The downgrade of Turkey’s rating was driven by two key developments, according to Moody’s.
First is the continued loss of institutional strength, further weakness in monetary policy, and delays in implementing core structural economic reforms.
Second is the increased risk of an external shock based on Turkey’s wide current account deficits and higher external debt.
The reason for changing the outlook to stable derives from the country’s economic and fiscal strengths, mostly based on Turkey’s large and dynamic economy and favorable government debt metrics, Moody’s said.
The rating agency said Turkey’s rating would be revised up if there are structural reductions in vulnerabilities, such as a significant and sustained narrowing is observed in the country’s current account deficit.

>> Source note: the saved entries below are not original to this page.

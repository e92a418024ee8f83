//! Encoder for the PostgreSQL `COPY ... FROM STDIN BINARY` sub-protocol.
//!
//! The crate turns typed values into the COPY binary wire format and
//! streams them into a caller-supplied sink: file header once, a
//! column-count header plus length-prefixed fields per row, and the
//! end-of-data trailer on close. Establishing a connection, issuing the
//! `COPY` command, and transaction handling are the caller's business;
//! this crate only produces bytes.
//!
//! [`PgCopyWriter`] is the core ordinal-addressed writer; [`RowWriter`]
//! layers column-name addressing and per-row locking on top. Encodings
//! for types beyond the built-in set plug in through the
//! [`HandlerRegistry`].

mod copy_writer;
mod error;
mod proto;
mod registry;
mod row;
mod types;

pub mod handlers;

pub use copy_writer::PgCopyWriter;
pub use error::{Error, Result};
pub use proto::{COPY_SIGNATURE, PgCopyProto, field, put_null};
pub use registry::HandlerRegistry;
pub use row::{Column, RowWriter, SimpleRow, Table};
pub use types::{CopyValue, PgType};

“Reductions in political risk emanating either from the geopolitical or domestic political environment, while credit positive, would not necessarily result in upward rating actions in the absence of sustainable improvements in external vulnerability,” Moody’s explained in a statement.
Turkey’s rating would be revised down if the possibility of a balance of payments crisis increases, there is a sustained lower growth, and the government’s fiscal strength would be worsened, in addition to further weakening in institutional strength, the agency said.